Um fim de tarde desastroso. Uma chuva miúda a irritar e esta passagem por blogues conhecidos… É mesmo para fazer perder a paciência. Com que então agora as miúdas andam a fazer furor… já não faltavam as maduras, e os amadurecidos, como agora as criancinhas, com ar apaixonado, a tentar fazer guerra… mas isso não incomoda. Se pensas que a lápide se torna mais leve, enganas-te, porque estás morto e bem morto. Não respondo a provocações e muito menos a quem morreu de tédio por não saber viver, nem respeitar a vida dos outros.

Não voltas a comentar o que digo ou faço, porque apenas sabes ser inconveniente, e lá bem no fundo do túmulo, não serves para absolutamente nada. Aliás, nunca serviste, fosse para o que fosse… cantar bem? Declamar?... Viola, guitarra, piano? … Qualquer malabarista o faz, para chamar a atenção de incautos corações perdidos. Mas não vou mais em palavras e muito menos em olhares lânguidos e muito menos ainda em frases falaciosas, tentando manobrar a opinião que, até ver, não sofrerá alterações… e dizia aquele amigo: até que a “garina” é “girota”….! O que disse mais, não me atrevo, mas dou-lhe razão…

E as discussões sobre a memória em política continuam, mas agora acho que se deviam acrescentar mais uns itens. Tudo isto passa por haver uma infinidade de gente a querer fazer o que apenas sabe dizer e às vezes mal.

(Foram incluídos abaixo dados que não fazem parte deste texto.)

//! # Scheduler parameters
//!
//! [`SchedulerParams`] gathers every tunable of the field selection and time stepping, with
//! the Blanco/DECam survey values as defaults.
//!
//! ## Groups
//!
//! - **Scoring**: the [`ScoringMode`] and the look-ahead used by `airmass2`.
//! - **Timing**: the wall-clock time of one exposure, the settle penalty charged after long
//!   slews, the idle gap after which the previous pointing is forgotten, and the default run
//!   and chunk lengths.
//! - **Cuts**: hard airmass ceiling, southern reach, hour-angle safety buffer.
//! - **Ad hoc nites**: offsets from sunset/sunrise used when a requested nite has no configured
//!   window.
//!
//! ## Example
//!
//! ```rust,no_run
//! use obsplan::scheduler::params::SchedulerParams;
//! use obsplan::selection::scoring::ScoringMode;
//!
//! let params = SchedulerParams::builder()
//!     .mode(ScoringMode::Balance3)
//!     .field_time(150.0)
//!     .default_chunk(30.0)
//!     .build()?;
//! println!("{params:#}");
//! # Ok::<(), obsplan::scheduler_errors::SchedulerError>(())
//! ```
//!
//! ## Configuration files
//!
//! Parameters can be read from TOML ([`SchedulerParams::from_toml_file`]); missing keys keep
//! their default, and the result goes through the same validation as the builder:
//!
//! ```toml
//! mode = "balance3"
//! field_time = 150.0
//! hour_angle_buffer = 2.0
//! ```
use std::cmp::Ordering::{Equal, Greater};
use std::fmt;
use std::fs;

use camino::Utf8Path;
use serde::Deserialize;

use crate::constants::{
    Degree, Hour, Minute, Second, AIRMASS_CEILING, AIRMASS_LOOKAHEAD, DEFAULT_CHUNK, DEFAULT_RUN,
    FIELDTIME, HOUR_ANGLE_BUFFER, SETTLE_PENALTY, SETTLE_SLEW, SLEW_RESET_GAP, SOUTHERN_REACH,
};
use crate::scheduler_errors::SchedulerError;
use crate::selection::scoring::ScoringMode;

#[derive(Debug, Clone, PartialEq, Deserialize)]
#[serde(default, deny_unknown_fields)]
pub struct SchedulerParams {
    // --- Scoring ---
    pub mode: ScoringMode,
    pub airmass_lookahead: Degree,

    // --- Timing ---
    pub field_time: Second,
    pub settle_slew: Degree,
    pub settle_penalty: Second,
    pub slew_reset_gap: Minute,
    pub default_run: Minute,
    pub default_chunk: Minute,

    // --- Cuts ---
    pub airmass_ceiling: f64,
    pub southern_reach: Degree,
    pub hour_angle_buffer: Degree,

    // --- Ad hoc nites ---
    pub fallback_start_offset: Hour,
    pub fallback_end_offset: Hour,
}

impl SchedulerParams {
    pub fn new() -> Self {
        Self::default()
    }

    pub fn builder() -> SchedulerParamsBuilder {
        SchedulerParamsBuilder::new()
    }

    /// Parse and validate parameters from TOML text.
    pub fn from_toml_str(text: &str) -> Result<Self, SchedulerError> {
        let params: SchedulerParams = toml::from_str(text)?;
        SchedulerParamsBuilder { params }.build()
    }

    /// Read and validate parameters from a TOML file.
    pub fn from_toml_file(path: &Utf8Path) -> Result<Self, SchedulerError> {
        let params = Self::from_toml_str(&fs::read_to_string(path)?)?;
        tracing::debug!("Loaded scheduler parameters from {path}");
        Ok(params)
    }
}

impl Default for SchedulerParams {
    fn default() -> Self {
        SchedulerParams {
            mode: ScoringMode::Balance,
            airmass_lookahead: AIRMASS_LOOKAHEAD,

            field_time: FIELDTIME,
            settle_slew: SETTLE_SLEW,
            settle_penalty: SETTLE_PENALTY,
            slew_reset_gap: SLEW_RESET_GAP,
            default_run: DEFAULT_RUN,
            default_chunk: DEFAULT_CHUNK,

            airmass_ceiling: AIRMASS_CEILING,
            southern_reach: SOUTHERN_REACH,
            hour_angle_buffer: HOUR_ANGLE_BUFFER,

            fallback_start_offset: 1.0,
            fallback_end_offset: 1.0,
        }
    }
}

#[derive(Debug, Clone, Default)]
pub struct SchedulerParamsBuilder {
    params: SchedulerParams,
}

impl SchedulerParamsBuilder {
    /// Create a new builder initialized with default values.
    pub fn new() -> Self {
        Self {
            params: SchedulerParams::default(),
        }
    }

    // --- Scoring ---
    pub fn mode(mut self, v: ScoringMode) -> Self {
        self.params.mode = v;
        self
    }
    pub fn airmass_lookahead(mut self, v: Degree) -> Self {
        self.params.airmass_lookahead = v;
        self
    }

    // --- Timing ---
    pub fn field_time(mut self, v: Second) -> Self {
        self.params.field_time = v;
        self
    }
    pub fn settle_slew(mut self, v: Degree) -> Self {
        self.params.settle_slew = v;
        self
    }
    pub fn settle_penalty(mut self, v: Second) -> Self {
        self.params.settle_penalty = v;
        self
    }
    pub fn slew_reset_gap(mut self, v: Minute) -> Self {
        self.params.slew_reset_gap = v;
        self
    }
    pub fn default_run(mut self, v: Minute) -> Self {
        self.params.default_run = v;
        self
    }
    pub fn default_chunk(mut self, v: Minute) -> Self {
        self.params.default_chunk = v;
        self
    }

    // --- Cuts ---
    pub fn airmass_ceiling(mut self, v: f64) -> Self {
        self.params.airmass_ceiling = v;
        self
    }
    pub fn southern_reach(mut self, v: Degree) -> Self {
        self.params.southern_reach = v;
        self
    }
    pub fn hour_angle_buffer(mut self, v: Degree) -> Self {
        self.params.hour_angle_buffer = v;
        self
    }

    // --- Ad hoc nites ---
    pub fn fallback_start_offset(mut self, v: Hour) -> Self {
        self.params.fallback_start_offset = v;
        self
    }
    pub fn fallback_end_offset(mut self, v: Hour) -> Self {
        self.params.fallback_end_offset = v;
        self
    }

    /// Return true iff x > 0.0 and comparable (i.e., not NaN).
    #[inline]
    fn gt0(x: f64) -> bool {
        x.partial_cmp(&0.0) == Some(Greater)
    }

    /// Return true iff x >= 0.0 and comparable (i.e., not NaN).
    #[inline]
    fn ge0(x: f64) -> bool {
        matches!(x.partial_cmp(&0.0), Some(Greater) | Some(Equal))
    }

    /// Finalize the builder and produce a [`SchedulerParams`] instance.
    ///
    /// Validation rules
    /// -----------------
    /// * `field_time > 0`, `default_run > 0`, `default_chunk > 0` – the clock must move forward.
    /// * `settle_slew >= 0`, `settle_penalty >= 0`, `slew_reset_gap >= 0`.
    /// * `airmass_ceiling >= 1` – no target can be observed below airmass 1.
    /// * `-90 <= southern_reach <= 90`.
    /// * `hour_angle_buffer >= 0`, `airmass_lookahead >= 0`.
    /// * `fallback_start_offset`, `fallback_end_offset` finite (negative values widen the
    ///   ad hoc window past sunset/sunrise).
    ///
    /// Returns
    /// -----------------
    /// * `Ok(SchedulerParams)` if all values are valid.
    /// * `Err(SchedulerError::InvalidParameter)` naming the first failing rule.
    pub fn build(self) -> Result<SchedulerParams, SchedulerError> {
        let p = &self.params;
        let invalid = |msg: &str| Err(SchedulerError::InvalidParameter(msg.into()));

        // --- Strictly positive durations ---
        if !Self::gt0(p.field_time) {
            return invalid("field_time must be > 0");
        }
        if !Self::gt0(p.default_run) || !Self::gt0(p.default_chunk) {
            return invalid("default_run and default_chunk must be > 0");
        }

        // --- Non-negative thresholds ---
        if !Self::ge0(p.settle_slew) || !Self::ge0(p.settle_penalty) {
            return invalid("settle_slew and settle_penalty must be >= 0");
        }
        if !Self::ge0(p.slew_reset_gap) {
            return invalid("slew_reset_gap must be >= 0");
        }
        if !Self::ge0(p.hour_angle_buffer) {
            return invalid("hour_angle_buffer must be >= 0");
        }
        if !Self::ge0(p.airmass_lookahead) {
            return invalid("airmass_lookahead must be >= 0");
        }

        // --- Cuts ---
        if !Self::ge0(p.airmass_ceiling - 1.0) {
            return invalid("airmass_ceiling must be >= 1");
        }
        if !(-90.0..=90.0).contains(&p.southern_reach) {
            return invalid("southern_reach must lie in [-90, 90]");
        }

        if !p.fallback_start_offset.is_finite() || !p.fallback_end_offset.is_finite() {
            return invalid("fallback offsets must be finite");
        }

        Ok(self.params)
    }
}

impl fmt::Display for SchedulerParams {
    fn fmt(&self, f: &mut fmt::Formatter<'_>) -> fmt::Result {
        if f.alternate() {
            const PARAM_COL: usize = 40; // width reserved for "name = value"
            writeln!(f, "Scheduler Parameters")?;
            writeln!(f, "--------------------")?;

            macro_rules! line {
                ($fmt:expr, $val:expr, $comment:expr) => {{
                    let s = format!($fmt, $val);
                    let pad = if s.len() < PARAM_COL {
                        " ".repeat(PARAM_COL - s.len())
                    } else {
                        " ".to_string()
                    };
                    writeln!(f, "  {}{}# {}", s, pad, $comment)
                }};
            }

            writeln!(f, "[Scoring]")?;
            line!("mode                  = {}", self.mode, "Cost function")?;
            line!(
                "airmass_lookahead     = {:.2} deg",
                self.airmass_lookahead,
                "Zenith advance for airmass2"
            )?;

            writeln!(f, "\n[Timing]")?;
            line!(
                "field_time            = {:.1} s",
                self.field_time,
                "Exposure + overhead"
            )?;
            line!(
                "settle_slew           = {:.2} deg",
                self.settle_slew,
                "Slew triggering the settle penalty"
            )?;
            line!(
                "settle_penalty        = {:.1} s",
                self.settle_penalty,
                "Added once per field group"
            )?;
            line!(
                "slew_reset_gap        = {:.1} min",
                self.slew_reset_gap,
                "Idle time forgetting the last pointing"
            )?;
            line!(
                "default_run           = {:.1} min",
                self.default_run,
                "Run length without stop time"
            )?;
            line!(
                "default_chunk         = {:.1} min",
                self.default_chunk,
                "Chunk length of nite scheduling"
            )?;

            writeln!(f, "\n[Cuts]")?;
            line!(
                "airmass_ceiling       = {:.2}",
                self.airmass_ceiling,
                "Hard airmass limit"
            )?;
            line!(
                "southern_reach        = {:.2} deg",
                self.southern_reach,
                "Southernmost declination"
            )?;
            line!(
                "hour_angle_buffer     = {:.2} deg",
                self.hour_angle_buffer,
                "Subtracted from the HA limit table"
            )?;

            writeln!(f, "\n[Ad hoc nites]")?;
            line!(
                "fallback_start_offset = {:.2} h",
                self.fallback_start_offset,
                "After sunset"
            )?;
            line!(
                "fallback_end_offset   = {:.2} h",
                self.fallback_end_offset,
                "Before sunrise"
            )?;

            Ok(())
        } else {
            write!(
                f,
                "SchedulerParams(mode={}, field_time={:.0}s, settle={:.0}s@{:.1}deg, reset_gap={:.0}min, airmass<{:.2}, dec>{:.1}, ha_buffer={:.2}deg)",
                self.mode,
                self.field_time,
                self.settle_penalty,
                self.settle_slew,
                self.slew_reset_gap,
                self.airmass_ceiling,
                self.southern_reach,
                self.hour_angle_buffer
            )
        }
    }
}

Na berra andam os Conservatórios, a saúde e a educação. A verdade é que somos números e apenas isso… e há quem ande a perder tempo a fazer ciúmes (gratuitos), aparecendo publicamente a fazer figuras do que não é. Boa! As entrevistas, os concursos, as palestras, não passam de pretextos para ir deixando mais confusa a confusão em que muito boa gente anda.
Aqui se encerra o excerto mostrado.